Carlos Henrique Schroeder e Kátia Borges debateram bibliodiversidade.
Terceira mesa da 4ª edição da Flica foi realizada na tarde desta quinta-feira.

Ruan Melo * Do G1 BA em Cachoeira
Flica Carlos Henrique Schroeder e Katia Borges Bahia (Foto: Ruan Melo/G1 BA)Terceira mesa da Flica 2014 debateu a bibliodiversidade (Foto: Ruan Melo/G1 BA)
A literatura contemporânea brasileira não reflete o Brasil. Foi com esta afirmação que o  catarinense Carlos Henrique Schroeder começou o debate desta quinta-feira (30), na terceira mesa da Festa Literária Internacional de Cachoeira (Flica), realizada na cidade do recôncavo baiano. Ao lado da baiana Kátia Borges, ele discutiu a bibliodiversidade, a imensa variedade de ideias e histórias.
“Quais são os personagens da literatura contemporânea brasileira? 90% classe média, branco. Como a gente vai retratar a diversidade do Brasil se os escritores não refletem o Brasil? Onde está o índio? Onde está o afrodescendente? A literatura contemporânea brasileira vem passando por uma pasteurização progressiva. A Argentina, por exemplo, respeita a tradição literária. O Brasil parece que quer matar a geração anterior. Parece que para se afirmar, o escritor brasileiro tem que destruir a geração anterior. Por outro lado, o que salva a literatura são os autores que surgem nos pequenos feudos, no Rio Grande do Sul, na Bahia”, opinou Schroeder.

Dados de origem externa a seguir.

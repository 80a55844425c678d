//! Priority-aware reward shaping.
//!
//! Converts per-step telemetry into a single scalar training signal that
//! trades civilian throughput against emergency-vehicle priority.

use tracing::warn;

use crate::config::RewardConfig;
use crate::telemetry::{TelemetryError, TelemetrySnapshot, TelemetrySource};

/// Computes the shaped reward for a training step.
#[derive(Debug, Clone, PartialEq)]
pub struct RewardShaper {
    config: RewardConfig,
}

impl RewardShaper {
    pub fn new(config: RewardConfig) -> Self {
        Self { config }
    }

    pub fn config(&self) -> &RewardConfig {
        &self.config
    }

    /// Computes the reward for one step.
    ///
    /// `reward = -(w × Σ lane_wait + Σ_stalled_emergency stall_penalty)`
    ///
    /// # Components
    ///
    /// 1. **Civilian penalty**: sum of accumulated waiting time over the
    ///    controlled lanes, scaled by `civilian_weight`.
    /// 2. **Emergency penalty**: `stall_penalty` for every vehicle of the
    ///    emergency type moving slower than `stall_speed`.
    pub fn reward(&self, snapshot: &TelemetrySnapshot) -> f64 {
        self.reward_with_lane_weights(snapshot, None)
    }

    /// Like [`RewardShaper::reward`], with an extra per-lane weight applied
    /// to each lane's waiting time before summation. Lanes without a weight
    /// use 1.0.
    pub fn reward_with_lane_weights(
        &self,
        snapshot: &TelemetrySnapshot,
        lane_weights: Option<&[f64]>,
    ) -> f64 {
        let civilian = self.civilian_penalty(&snapshot.per_lane_accumulated_wait, lane_weights);
        let emergency = self.emergency_penalty(snapshot);
        self.combine(civilian, emergency)
    }

    /// Reward from a snapshot read that may have failed.
    ///
    /// A failed vehicle lookup never fails the training step: the emergency
    /// penalty falls back to 0 and the civilian penalty is taken from
    /// `lane_waits`, or 0 if that read fails too.
    pub fn reward_or_default<F>(
        &self,
        snapshot: Result<&TelemetrySnapshot, &TelemetryError>,
        lane_waits: F,
    ) -> f64
    where
        F: FnOnce() -> Result<Vec<f64>, TelemetryError>,
    {
        match snapshot {
            Ok(snapshot) => self.reward(snapshot),
            Err(err) => {
                warn!(error = %err, "emergency lookup failed; stall penalty set to 0");
                let civilian = match lane_waits() {
                    Ok(waits) => self.civilian_penalty(&waits, None),
                    Err(err) => {
                        warn!(error = %err, "lane waits unavailable; civilian penalty set to 0");
                        0.0
                    }
                };
                self.combine(civilian, 0.0)
            }
        }
    }

    /// Reads the current step from `source` and shapes it.
    pub fn reward_from_source<S: TelemetrySource + ?Sized>(&self, source: &S) -> f64 {
        let snapshot = source.snapshot();
        self.reward_or_default(snapshot.as_ref(), || source.lane_waits())
    }

    /// Weighted sum of lane waiting times. Non-finite entries are skipped.
    pub fn civilian_penalty(&self, lane_waits: &[f64], lane_weights: Option<&[f64]>) -> f64 {
        lane_waits
            .iter()
            .enumerate()
            .map(|(i, wait)| {
                let weight = lane_weights.and_then(|w| w.get(i)).copied().unwrap_or(1.0);
                wait * weight
            })
            .filter(|v| v.is_finite())
            .sum()
    }

    /// Stall penalty summed over slow emergency vehicles.
    pub fn emergency_penalty(&self, snapshot: &TelemetrySnapshot) -> f64 {
        let stalled = snapshot
            .vehicles_of_type(&self.config.emergency_type)
            .filter(|id| {
                snapshot
                    .speed(id)
                    .is_some_and(|speed| speed < self.config.stall_speed)
            })
            .count();
        stalled as f64 * self.config.stall_penalty
    }

    fn combine(&self, civilian: f64, emergency: f64) -> f64 {
        let reward = -(self.config.civilian_weight * civilian + emergency);
        if reward.is_finite() {
            reward
        } else {
            f64::MIN
        }
    }
}

impl Default for RewardShaper {
    fn default() -> Self {
        Self::new(RewardConfig::default())
    }
}

#[cfg(test)]
mod tests {
    use super::*;
    use crate::telemetry::VehicleTelemetry;

    fn ambulance(speed: f64) -> VehicleTelemetry {
        VehicleTelemetry::new("hero_ambulance", "ambulance_type", speed, 0.0)
    }

    #[test]
    fn empty_snapshot_is_zero() {
        let shaper = RewardShaper::default();
        assert_eq!(shaper.reward(&TelemetrySnapshot::new(0.0)), 0.0);
    }

    #[test]
    fn civilian_penalty_is_lane_sum() {
        let shaper = RewardShaper::default();
        let s = TelemetrySnapshot::new(5.0).with_lane_waits(vec![10.0, 5.0]);
        assert!((shaper.reward(&s) + 15.0).abs() < 1e-10);
    }

    #[test]
    fn stalled_ambulance_costs_exactly_the_penalty() {
        let shaper = RewardShaper::new(RewardConfig {
            stall_penalty: 5000.0,
            ..RewardConfig::default()
        });
        let lanes = vec![3.0, 4.0];
        let moving = TelemetrySnapshot::new(1.0)
            .with_vehicle(ambulance(1.0))
            .with_lane_waits(lanes.clone());
        let stalled = TelemetrySnapshot::new(1.0)
            .with_vehicle(ambulance(0.99))
            .with_lane_waits(lanes);
        let diff = shaper.reward(&moving) - shaper.reward(&stalled);
        assert!((diff - 5000.0).abs() < 1e-10);
    }

    #[test]
    fn only_emergency_type_is_penalized() {
        let shaper = RewardShaper::default();
        let s = TelemetrySnapshot::new(1.0)
            .with_vehicle(VehicleTelemetry::new("bus_1", "bus", 0.0, 40.0));
        assert_eq!(shaper.emergency_penalty(&s), 0.0);
    }

    #[test]
    fn every_stalled_emergency_vehicle_counts() {
        let shaper = RewardShaper::default();
        let s = TelemetrySnapshot::new(1.0)
            .with_vehicle(ambulance(0.0))
            .with_vehicle(VehicleTelemetry::new("amb_2", "ambulance_type", 0.3, 0.0));
        assert_eq!(shaper.emergency_penalty(&s), 2.0 * shaper.config().stall_penalty);
    }

    #[test]
    fn civilian_weight_scales_lane_penalty() {
        let shaper = RewardShaper::new(RewardConfig {
            civilian_weight: 0.7,
            ..RewardConfig::default()
        });
        let s = TelemetrySnapshot::new(1.0).with_lane_waits(vec![10.0]);
        assert!((shaper.reward(&s) + 7.0).abs() < 1e-10);
    }

    #[test]
    fn per_lane_weights_default_to_one() {
        let shaper = RewardShaper::default();
        let s = TelemetrySnapshot::new(1.0).with_lane_waits(vec![10.0, 10.0, 10.0]);
        let r = shaper.reward_with_lane_weights(&s, Some(&[0.5, 2.0]));
        assert!((r + 35.0).abs() < 1e-10);
    }

    #[test]
    fn non_finite_lane_values_are_skipped() {
        let shaper = RewardShaper::default();
        let s = TelemetrySnapshot::new(1.0).with_lane_waits(vec![f64::NAN, 2.0, f64::INFINITY]);
        assert!((shaper.reward(&s) + 2.0).abs() < 1e-10);
    }

    #[test]
    fn failed_lookup_defaults_emergency_to_zero() {
        let shaper = RewardShaper::default();
        let err = TelemetryError::Unavailable("not running".into());
        let r = shaper.reward_or_default(Err(&err), || Ok(vec![1.0, 2.0]));
        assert!((r + 3.0).abs() < 1e-10);
    }

    #[test]
    fn failed_lookup_and_lanes_is_zero() {
        let shaper = RewardShaper::default();
        let err = TelemetryError::Unavailable("not running".into());
        let r = shaper.reward_or_default(Err(&err), || Err(err.clone()));
        assert_eq!(r, 0.0);
    }
}
//! Training-side control: reward shaping and action-selection policies.
//!
//! The learning algorithm itself is an external collaborator. This module
//! provides what the harness hands to it ([`RewardShaper`]) and what the
//! harness consumes from it ([`Policy`], loaded through [`PolicyLoader`]),
//! plus two baselines that need no training.

pub mod policy;
pub mod reward;

pub use crate::simulator::PhaseAction;
pub use policy::{FixedTimePolicy, Policy, PolicyLoader, RandomPolicy};
pub use reward::RewardShaper;
//! Fixed-time baseline.

use super::trait_::Policy;
use crate::simulator::PhaseAction;

/// Never intervenes; the signal keeps running its fixed-time program.
///
/// Used as the comparison baseline for trained controllers.
#[derive(Debug, Clone, Copy, Default)]
pub struct FixedTimePolicy;

impl Policy for FixedTimePolicy {
    fn predict(&mut self, _observation: &[f64], _deterministic: bool) -> PhaseAction {
        PhaseAction::FixedTime
    }

    fn name(&self) -> &str {
        "fixed-time"
    }
}

#[cfg(test)]
mod tests {
    use super::*;

    #[test]
    fn always_fixed_time() {
        let mut policy = FixedTimePolicy;
        assert_eq!(policy.predict(&[1.0, 2.0], true), PhaseAction::FixedTime);
        assert_eq!(policy.predict(&[], false), PhaseAction::FixedTime);
        assert_eq!(policy.name(), "fixed-time");
    }
}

Já Kátia Borges defendeu a qualidade do trabalho dos pequenos autores, mas ressaltou o “isolamento literário” deles. “Eu concordo, no sentido que cada vez mais o autor tem que procurar meios próprios para que sua produção venha ao conhecimento. Aqui a gente tem autores interessantíssimos, por exemplo, no interior da Bahia, mas que ficam isolados. A grande questão é como fazer para quebrar essa barreira e, efetivamente, fazer com que eles participem no mercado. Porque essas pessoas nunca deixaram de produzir”, garante.
Flica mesa crianças Bahia (Foto: Ruan Melo/G1 BA)Muitos jovens marcaram presença na terceira mesa
da Flica, nesta quinta (Foto: Ruan Melo/G1 BA)
Como fenômeno importante para divulgação das obras, os autores citaram a internet. No entanto, Carlos Henrique Schroeder ressaltou que, ao mesmo tempo que pode ser benéfica, ela também pode prejudicar os canais de distribuição. "Hoje, com a internet, qualquer pessoa pode comprar um livro em 30 segundos. A internet veio para forçar a bibliodiversidade. Mas, por outro lado, a bibliodiversidade é ameaçada pelo canal da distribuição. As pessoas compram os livros na internet e deixam de frequentar a livraria, que é um espaço cultural. Você vai na livraria e conversa com as pessoas lá e acaba encontrando outros livros. Acho que tem que ter políticas de fomento. Eu moro em uma cidade que só tem duas livrarias e tudo acontece por lá”.
“Considero a internet uma alternativa boa para o escritor, para alcançar o público leitor. Nesse sentido ela não é um entrave à bibliodiversidade. O problema é quando você vê o mercado literário como algo comercial, você vê mais o marketing. Acho que têm que ser pensadas alternativas para aproximar o leitor do conteúdo do livro. Acho que as pequenas editoras têm conseguido isso, numa perspectiva de autenticidade", comentou também Kátia.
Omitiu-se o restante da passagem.